◆ **Task prompt**: Where a line below holds the string "StorageUnavailable", copy that line.

◆ **Provided records**:
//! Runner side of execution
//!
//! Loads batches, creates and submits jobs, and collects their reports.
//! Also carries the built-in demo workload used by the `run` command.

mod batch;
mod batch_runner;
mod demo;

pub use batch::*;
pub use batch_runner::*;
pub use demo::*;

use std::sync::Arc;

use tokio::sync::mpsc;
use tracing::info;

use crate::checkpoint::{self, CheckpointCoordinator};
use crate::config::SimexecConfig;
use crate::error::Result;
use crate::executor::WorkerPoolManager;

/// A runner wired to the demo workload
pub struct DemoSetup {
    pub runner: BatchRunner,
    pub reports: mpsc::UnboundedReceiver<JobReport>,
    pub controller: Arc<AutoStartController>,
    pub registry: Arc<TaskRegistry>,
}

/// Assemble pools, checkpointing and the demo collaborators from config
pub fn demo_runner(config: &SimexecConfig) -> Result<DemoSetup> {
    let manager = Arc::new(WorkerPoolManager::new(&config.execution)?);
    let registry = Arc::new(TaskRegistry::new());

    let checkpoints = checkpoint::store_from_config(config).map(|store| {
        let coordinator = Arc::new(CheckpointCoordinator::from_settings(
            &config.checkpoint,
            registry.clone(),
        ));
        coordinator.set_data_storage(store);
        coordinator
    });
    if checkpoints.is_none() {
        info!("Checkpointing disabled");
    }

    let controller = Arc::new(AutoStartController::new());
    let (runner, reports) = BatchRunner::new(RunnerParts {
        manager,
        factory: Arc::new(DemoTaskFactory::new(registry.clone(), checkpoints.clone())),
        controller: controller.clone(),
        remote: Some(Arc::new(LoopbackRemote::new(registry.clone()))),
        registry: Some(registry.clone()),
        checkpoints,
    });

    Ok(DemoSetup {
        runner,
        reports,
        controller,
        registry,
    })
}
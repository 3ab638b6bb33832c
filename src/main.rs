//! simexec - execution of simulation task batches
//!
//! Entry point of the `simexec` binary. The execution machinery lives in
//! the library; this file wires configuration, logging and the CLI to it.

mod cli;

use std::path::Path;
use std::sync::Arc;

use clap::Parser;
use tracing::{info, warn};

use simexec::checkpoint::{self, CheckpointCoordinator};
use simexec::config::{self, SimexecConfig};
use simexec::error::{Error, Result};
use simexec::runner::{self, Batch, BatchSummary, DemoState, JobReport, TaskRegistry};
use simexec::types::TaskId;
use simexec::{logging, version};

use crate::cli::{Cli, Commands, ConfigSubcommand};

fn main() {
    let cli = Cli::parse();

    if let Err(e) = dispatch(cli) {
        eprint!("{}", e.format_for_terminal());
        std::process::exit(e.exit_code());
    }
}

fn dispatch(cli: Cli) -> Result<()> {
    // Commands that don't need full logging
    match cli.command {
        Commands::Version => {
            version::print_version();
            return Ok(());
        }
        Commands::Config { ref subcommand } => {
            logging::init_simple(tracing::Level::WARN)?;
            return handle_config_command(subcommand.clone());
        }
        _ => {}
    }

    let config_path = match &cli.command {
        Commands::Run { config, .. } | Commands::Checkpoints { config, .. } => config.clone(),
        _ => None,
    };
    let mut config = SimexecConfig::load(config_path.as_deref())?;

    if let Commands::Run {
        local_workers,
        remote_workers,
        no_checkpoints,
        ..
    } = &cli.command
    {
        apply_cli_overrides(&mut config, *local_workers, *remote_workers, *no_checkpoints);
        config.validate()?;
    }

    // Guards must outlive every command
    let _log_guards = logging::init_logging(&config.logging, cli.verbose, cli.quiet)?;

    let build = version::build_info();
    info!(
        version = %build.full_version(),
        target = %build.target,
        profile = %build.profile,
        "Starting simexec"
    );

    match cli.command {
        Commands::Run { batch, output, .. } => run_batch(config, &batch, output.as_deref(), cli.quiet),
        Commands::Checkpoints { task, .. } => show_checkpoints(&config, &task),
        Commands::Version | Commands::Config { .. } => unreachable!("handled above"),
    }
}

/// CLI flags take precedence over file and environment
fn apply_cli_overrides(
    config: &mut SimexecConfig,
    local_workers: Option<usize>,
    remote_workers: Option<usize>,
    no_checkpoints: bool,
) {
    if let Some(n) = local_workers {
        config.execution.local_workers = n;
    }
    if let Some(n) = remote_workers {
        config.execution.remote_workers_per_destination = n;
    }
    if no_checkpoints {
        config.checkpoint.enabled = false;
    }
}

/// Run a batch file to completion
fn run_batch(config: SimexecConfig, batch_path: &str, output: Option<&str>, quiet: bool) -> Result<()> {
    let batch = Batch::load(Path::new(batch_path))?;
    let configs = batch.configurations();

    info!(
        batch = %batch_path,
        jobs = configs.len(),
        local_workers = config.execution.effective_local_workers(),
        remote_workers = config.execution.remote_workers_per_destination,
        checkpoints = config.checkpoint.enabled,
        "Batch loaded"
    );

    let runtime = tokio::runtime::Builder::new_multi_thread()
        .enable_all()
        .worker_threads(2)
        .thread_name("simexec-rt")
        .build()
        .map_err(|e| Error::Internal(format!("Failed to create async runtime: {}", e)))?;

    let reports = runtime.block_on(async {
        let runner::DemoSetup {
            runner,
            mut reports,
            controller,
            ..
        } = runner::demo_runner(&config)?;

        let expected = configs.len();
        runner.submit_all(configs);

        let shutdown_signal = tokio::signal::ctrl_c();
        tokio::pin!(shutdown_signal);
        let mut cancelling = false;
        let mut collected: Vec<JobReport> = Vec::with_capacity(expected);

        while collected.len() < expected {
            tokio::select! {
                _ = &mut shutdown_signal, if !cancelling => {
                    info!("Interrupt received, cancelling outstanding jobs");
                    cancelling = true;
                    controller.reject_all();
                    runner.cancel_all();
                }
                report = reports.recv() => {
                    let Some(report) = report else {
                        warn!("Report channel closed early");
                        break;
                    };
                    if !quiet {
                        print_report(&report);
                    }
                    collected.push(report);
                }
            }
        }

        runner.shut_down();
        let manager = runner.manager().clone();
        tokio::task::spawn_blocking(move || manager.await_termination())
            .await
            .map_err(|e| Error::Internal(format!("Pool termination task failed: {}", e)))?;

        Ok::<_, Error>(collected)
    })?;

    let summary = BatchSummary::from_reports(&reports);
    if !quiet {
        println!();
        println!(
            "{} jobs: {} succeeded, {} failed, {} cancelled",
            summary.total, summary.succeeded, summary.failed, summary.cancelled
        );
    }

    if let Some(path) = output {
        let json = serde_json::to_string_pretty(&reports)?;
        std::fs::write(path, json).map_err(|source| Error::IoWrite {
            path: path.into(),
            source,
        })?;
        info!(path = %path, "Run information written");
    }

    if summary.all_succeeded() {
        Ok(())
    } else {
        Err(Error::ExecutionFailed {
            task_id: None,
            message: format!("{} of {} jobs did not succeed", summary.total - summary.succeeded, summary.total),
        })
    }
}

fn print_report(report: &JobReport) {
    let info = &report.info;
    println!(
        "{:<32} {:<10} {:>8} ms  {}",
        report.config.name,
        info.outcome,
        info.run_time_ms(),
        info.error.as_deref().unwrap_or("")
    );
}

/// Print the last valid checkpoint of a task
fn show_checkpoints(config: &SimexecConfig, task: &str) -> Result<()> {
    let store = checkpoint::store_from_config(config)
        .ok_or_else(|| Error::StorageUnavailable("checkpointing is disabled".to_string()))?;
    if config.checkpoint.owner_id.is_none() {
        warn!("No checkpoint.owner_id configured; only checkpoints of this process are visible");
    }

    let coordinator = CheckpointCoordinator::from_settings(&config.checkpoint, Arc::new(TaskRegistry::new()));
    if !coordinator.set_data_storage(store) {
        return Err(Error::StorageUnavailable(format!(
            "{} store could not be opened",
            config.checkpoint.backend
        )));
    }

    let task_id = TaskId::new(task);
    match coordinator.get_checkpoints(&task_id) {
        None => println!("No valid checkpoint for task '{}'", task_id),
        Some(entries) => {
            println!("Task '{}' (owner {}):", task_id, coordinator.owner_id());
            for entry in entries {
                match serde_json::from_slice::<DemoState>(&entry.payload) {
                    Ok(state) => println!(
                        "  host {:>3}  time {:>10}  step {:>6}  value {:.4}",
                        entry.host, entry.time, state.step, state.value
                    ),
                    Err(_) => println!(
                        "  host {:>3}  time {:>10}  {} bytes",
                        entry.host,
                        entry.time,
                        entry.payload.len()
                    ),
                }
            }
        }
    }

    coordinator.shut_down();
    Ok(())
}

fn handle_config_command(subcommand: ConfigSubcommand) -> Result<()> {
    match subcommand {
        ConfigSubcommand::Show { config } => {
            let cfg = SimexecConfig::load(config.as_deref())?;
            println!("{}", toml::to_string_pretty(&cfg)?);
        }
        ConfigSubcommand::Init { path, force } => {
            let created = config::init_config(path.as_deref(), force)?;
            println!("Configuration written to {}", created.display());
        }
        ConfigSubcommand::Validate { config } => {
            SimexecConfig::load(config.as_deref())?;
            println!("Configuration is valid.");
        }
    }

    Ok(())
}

◆ **Written reply**:
        .ok_or_else(|| Error::StorageUnavailable("checkpointing is disabled".to_string()))?;
        return Err(Error::StorageUnavailable(format!(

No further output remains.